**WORK TO COMPLETE**
Which of the lines in the data mention the string "closing"? List them all.

**Stored items**
------------------------------------------------------------
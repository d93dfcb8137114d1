//! Frontend module - Lexer, Parser, Semantic Analysis

pub mod ast;
pub mod lexer;
pub mod parser;
pub mod semantic;
pub mod tables;
pub mod token;
//! Lexical DFA tables for SmallLang
//!
//! A character-category classifier and an explicit state-transition
//! table. The lexer drives this table directly; nothing here holds any
//! mutable state.

use crate::frontend::token::TokenKind;

/// DFA states. `Error` is a dead state: the table maps every category
/// out of it back to `Error`, and the lexer stops driving the automaton
/// as soon as it is entered.
#[derive(Debug, Clone, Copy, PartialEq, Eq)]
pub enum State {
    Start,
    /// Whitespace run
    Delim,
    /// Line comment body, `//...` before the closing newline
    LineCommentOpen,
    /// Line comment closed by a newline
    LineComment,
    /// Block comment body, `/*...` before any closing `*/`
    BlockCommentOpen,
    /// Block comment body having just seen a `*`
    BlockCommentStar,
    /// Block comment closed by `*/`
    BlockComment,
    /// Integer literal
    Int,
    /// Integer followed by `.`, no fractional digit yet
    FloatOpen,
    /// Float literal
    Float,
    /// Identifier or keyword
    Word,
    /// `+` or `-`
    AddOp,
    /// `/`
    Div,
    /// `*`
    Mult,
    /// `<`
    Less,
    /// `<=`
    LessEq,
    /// `<>`
    NotEq,
    /// `>`
    Greater,
    /// `>=`
    GreaterEq,
    /// `=`
    Assign,
    /// `==`
    Equal,
    /// One of `(){}[]`
    Bracket,
    /// One of `,:;`
    Separator,
    /// Opening apostrophe of a character literal
    Apostrophe,
    /// Apostrophe plus one character, not yet closed
    CharOpen,
    /// Closed character literal
    CharLit,
    /// Dead state
    Error,
}

pub const NUM_STATES: usize = State::Error as usize + 1;

/// Character categories feeding the transition table.
#[derive(Debug, Clone, Copy, PartialEq, Eq)]
pub enum Category {
    Newline,
    /// Any other whitespace
    Whitespace,
    Digit,
    Period,
    /// Alphabetic or underscore
    Letter,
    /// `+` or `-`
    AddOp,
    Slash,
    Star,
    Less,
    Greater,
    Equals,
    /// `(){}[]`
    Bracket,
    /// `,:;`
    Separator,
    Apostrophe,
    Other,
}

pub const NUM_CATEGORIES: usize = Category::Other as usize + 1;

/// Classify a single character. Total: every character falls in
/// exactly one category.
pub fn classify(c: char) -> Category {
    match c {
        '\n' => Category::Newline,
        c if c.is_whitespace() => Category::Whitespace,
        c if c.is_ascii_digit() => Category::Digit,
        '.' => Category::Period,
        c if c.is_alphabetic() || c == '_' => Category::Letter,
        '+' | '-' => Category::AddOp,
        '/' => Category::Slash,
        '*' => Category::Star,
        '<' => Category::Less,
        '>' => Category::Greater,
        '=' => Category::Equals,
        '(' | ')' | '{' | '}' | '[' | ']' => Category::Bracket,
        ',' | ':' | ';' => Category::Separator,
        '\'' => Category::Apostrophe,
        _ => Category::Other,
    }
}

/// Accepting states of the automaton.
pub fn is_final(s: State) -> bool {
    matches!(
        s,
        State::Delim
            | State::LineComment
            | State::BlockComment
            | State::Int
            | State::Float
            | State::Word
            | State::AddOp
            | State::Div
            | State::Mult
            | State::Less
            | State::LessEq
            | State::NotEq
            | State::Greater
            | State::GreaterEq
            | State::Assign
            | State::Equal
            | State::Bracket
            | State::Separator
            | State::CharLit
    )
}

use State::*;

// Column order matches the State enum; row order matches Category.
// Short aliases keep the rows readable.
const ER: State = Error;
const LCO: State = LineCommentOpen;
const LC: State = LineComment;
const BCO: State = BlockCommentOpen;
const BCS: State = BlockCommentStar;
const BC: State = BlockComment;
const FO: State = FloatOpen;
const CO: State = CharOpen;
const CL: State = CharLit;

/// The transition table: `TRANSITIONS[category][state]` is the successor
/// state. Total over both enumerations; invalid combinations map to the
/// dead `Error` state.
#[rustfmt::skip]
pub const TRANSITIONS: [[State; NUM_STATES]; NUM_CATEGORIES] = [
    //       Start   Delim  LCO   LC  BCO  BCS  BC  Int    FO   Float Word  AddOp Div   Mult  Less   LessEq NotEq Greater GreaterEq Assign Equal Bracket Separator Apos  CharOpen CharLit Error
    /* \n */ [Delim, Delim, LC,   ER, BCO, BCO, ER, ER,    ER,  ER,   ER,   ER,   ER,   ER,   ER,    ER,    ER,   ER,     ER,       ER,    ER,   ER,     ER,       CO,   ER,      ER,     ER],
    /* ws */ [Delim, Delim, LCO,  ER, BCO, BCO, ER, ER,    ER,  ER,   ER,   ER,   ER,   ER,   ER,    ER,    ER,   ER,     ER,       ER,    ER,   ER,     ER,       CO,   ER,      ER,     ER],
    /* 0-9*/ [Int,   ER,    LCO,  ER, BCO, BCO, ER, Int,   Float, Float, Word, ER, ER,   ER,   ER,    ER,    ER,   ER,     ER,       ER,    ER,   ER,     ER,       CO,   ER,      ER,     ER],
    /* .  */ [ER,    ER,    LCO,  ER, BCO, BCO, ER, FO,    ER,  ER,   ER,   ER,   ER,   ER,   ER,    ER,    ER,   ER,     ER,       ER,    ER,   ER,     ER,       CO,   ER,      ER,     ER],
    /* a-z*/ [Word,  ER,    LCO,  ER, BCO, BCO, ER, ER,    ER,  ER,   Word, ER,   ER,   ER,   ER,    ER,    ER,   ER,     ER,       ER,    ER,   ER,     ER,       CO,   ER,      ER,     ER],
    /* +- */ [AddOp, ER,    LCO,  ER, BCO, BCO, ER, ER,    ER,  ER,   ER,   ER,   ER,   ER,   ER,    ER,    ER,   ER,     ER,       ER,    ER,   ER,     ER,       CO,   ER,      ER,     ER],
    /* /  */ [Div,   ER,    LCO,  ER, BCO, BC,  ER, ER,    ER,  ER,   ER,   ER,   LCO,  ER,   ER,    ER,    ER,   ER,     ER,       ER,    ER,   ER,     ER,       CO,   ER,      ER,     ER],
    /* *  */ [Mult,  ER,    LCO,  ER, BCS, BCS, ER, ER,    ER,  ER,   ER,   ER,   BCO,  ER,   ER,    ER,    ER,   ER,     ER,       ER,    ER,   ER,     ER,       CO,   ER,      ER,     ER],
    /* <  */ [Less,  ER,    LCO,  ER, BCO, BCO, ER, ER,    ER,  ER,   ER,   ER,   ER,   ER,   ER,    ER,    ER,   ER,     ER,       ER,    ER,   ER,     ER,       CO,   ER,      ER,     ER],
    /* >  */ [Greater, ER,  LCO,  ER, BCO, BCO, ER, ER,    ER,  ER,   ER,   ER,   ER,   ER,   NotEq, ER,    ER,   ER,     ER,       ER,    ER,   ER,     ER,       CO,   ER,      ER,     ER],
    /* =  */ [Assign, ER,   LCO,  ER, BCO, BCO, ER, ER,    ER,  ER,   ER,   ER,   ER,   ER,   LessEq, ER,   ER,   GreaterEq, ER,    Equal, ER,   ER,     ER,       CO,   ER,      ER,     ER],
    /* () */ [Bracket, ER,  LCO,  ER, BCO, BCO, ER, ER,    ER,  ER,   ER,   ER,   ER,   ER,   ER,    ER,    ER,   ER,     ER,       ER,    ER,   ER,     ER,       CO,   ER,      ER,     ER],
    /* ,: */ [Separator, ER, LCO, ER, BCO, BCO, ER, ER,    ER,  ER,   ER,   ER,   ER,   ER,   ER,    ER,    ER,   ER,     ER,       ER,    ER,   ER,     ER,       CO,   ER,      ER,     ER],
    /* '  */ [Apostrophe, ER, LCO, ER, BCO, BCO, ER, ER,   ER,  ER,   ER,   ER,   ER,   ER,   ER,    ER,    ER,   ER,     ER,       ER,    ER,   ER,     ER,       CO,   CL,      ER,     ER],
    /* ?? */ [ER,    ER,    LCO,  ER, BCO, BCO, ER, ER,    ER,  ER,   ER,   ER,   ER,   ER,   ER,    ER,    ER,   ER,     ER,       ER,    ER,   ER,     ER,       CO,   ER,      ER,     ER],
];

/// Successor state for one character.
pub fn transition(state: State, c: char) -> State {
    TRANSITIONS[classify(c) as usize][state as usize]
}

/// Try to reclassify an identifier as a keyword.
pub fn keyword_kind(s: &str) -> Option<TokenKind> {
    match s {
        "float" | "int" | "bool" | "char" => Some(TokenKind::Type),
        "auto" => Some(TokenKind::Auto),
        "true" | "false" => Some(TokenKind::BoolLit),
        "and" => Some(TokenKind::MultOp),
        "or" => Some(TokenKind::AddOp),
        "not" => Some(TokenKind::Not),
        "let" => Some(TokenKind::Let),
        "print" => Some(TokenKind::Print),
        "return" => Some(TokenKind::Return),
        "if" => Some(TokenKind::If),
        "else" => Some(TokenKind::Else),
        "for" => Some(TokenKind::For),
        "while" => Some(TokenKind::While),
        "ff" => Some(TokenKind::Func),
        _ => None,
    }
}

/// Map an accepted lexeme and its ending state to a token kind.
/// Whitespace and comments become `Skip`.
pub fn classify_lexeme(lexeme: &str, state: State) -> TokenKind {
    match state {
        Float => TokenKind::FloatLit,
        Int => TokenKind::IntLit,
        Word => keyword_kind(lexeme).unwrap_or(TokenKind::Ident),
        Mult | Div => TokenKind::MultOp,
        AddOp => TokenKind::AddOp,
        Less | LessEq | NotEq | Greater | GreaterEq | Equal => TokenKind::RelOp,
        Assign => TokenKind::Assign,
        Bracket => match lexeme {
            "(" => TokenKind::OpenParen,
            ")" => TokenKind::CloseParen,
            "{" => TokenKind::OpenBrace,
            "}" => TokenKind::CloseBrace,
            "[" => TokenKind::OpenBracket,
            _ => TokenKind::CloseBracket,
        },
        Separator => match lexeme {
            "," => TokenKind::Comma,
            ":" => TokenKind::Colon,
            _ => TokenKind::Semicolon,
        },
        CharLit => TokenKind::CharLit,
        _ => TokenKind::Skip,
    }
}

#[cfg(test)]
mod tests {
    use super::*;

    #[test]
    fn test_table_is_total() {
        // Every (category, state) pair has a successor inside the enum.
        for row in TRANSITIONS.iter() {
            assert_eq!(row.len(), NUM_STATES);
        }
        assert_eq!(TRANSITIONS.len(), NUM_CATEGORIES);
    }

    #[test]
    fn test_error_state_is_dead() {
        for row in TRANSITIONS.iter() {
            assert_eq!(row[State::Error as usize], State::Error);
        }
        assert!(!is_final(State::Error));
    }

    #[test]
    fn test_not_equal_path() {
        // '<' then '>' forms the not-equal operator.
        let s = transition(State::Start, '<');
        assert_eq!(s, State::Less);
        assert_eq!(transition(s, '>'), State::NotEq);
        assert_eq!(classify_lexeme("<>", State::NotEq), TokenKind::RelOp);
    }

    #[test]
    fn test_float_path() {
        let mut s = State::Start;
        for c in "12.5".chars() {
            s = transition(s, c);
        }
        assert_eq!(s, State::Float);
        // A trailing period alone is not accepting.
        assert!(!is_final(transition(State::Int, '.')));
    }

    #[test]
    fn test_block_comment_path() {
        let mut s = State::Start;
        for c in "/* c */".chars() {
            s = transition(s, c);
        }
        assert_eq!(s, State::BlockComment);
        assert_eq!(classify_lexeme("/* c */", s), TokenKind::Skip);
    }

    #[test]
    fn test_char_literal_path() {
        let mut s = State::Start;
        for c in "'a'".chars() {
            s = transition(s, c);
        }
        assert_eq!(s, State::CharLit);
        // 'ab' never reaches an accepting state.
        assert_eq!(transition(State::CharOpen, 'b'), State::Error);
    }

    #[test]
    fn test_keywords() {
        assert_eq!(keyword_kind("ff"), Some(TokenKind::Func));
        assert_eq!(keyword_kind("and"), Some(TokenKind::MultOp));
        assert_eq!(keyword_kind("char"), Some(TokenKind::Type));
        assert_eq!(keyword_kind("main"), None);
    }
}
------------------------------------------------------------
**ANSWER FOR THE TASK**
    /// Line comment body, `//...` before the closing newline
    /// Block comment body, `/*...` before any closing `*/`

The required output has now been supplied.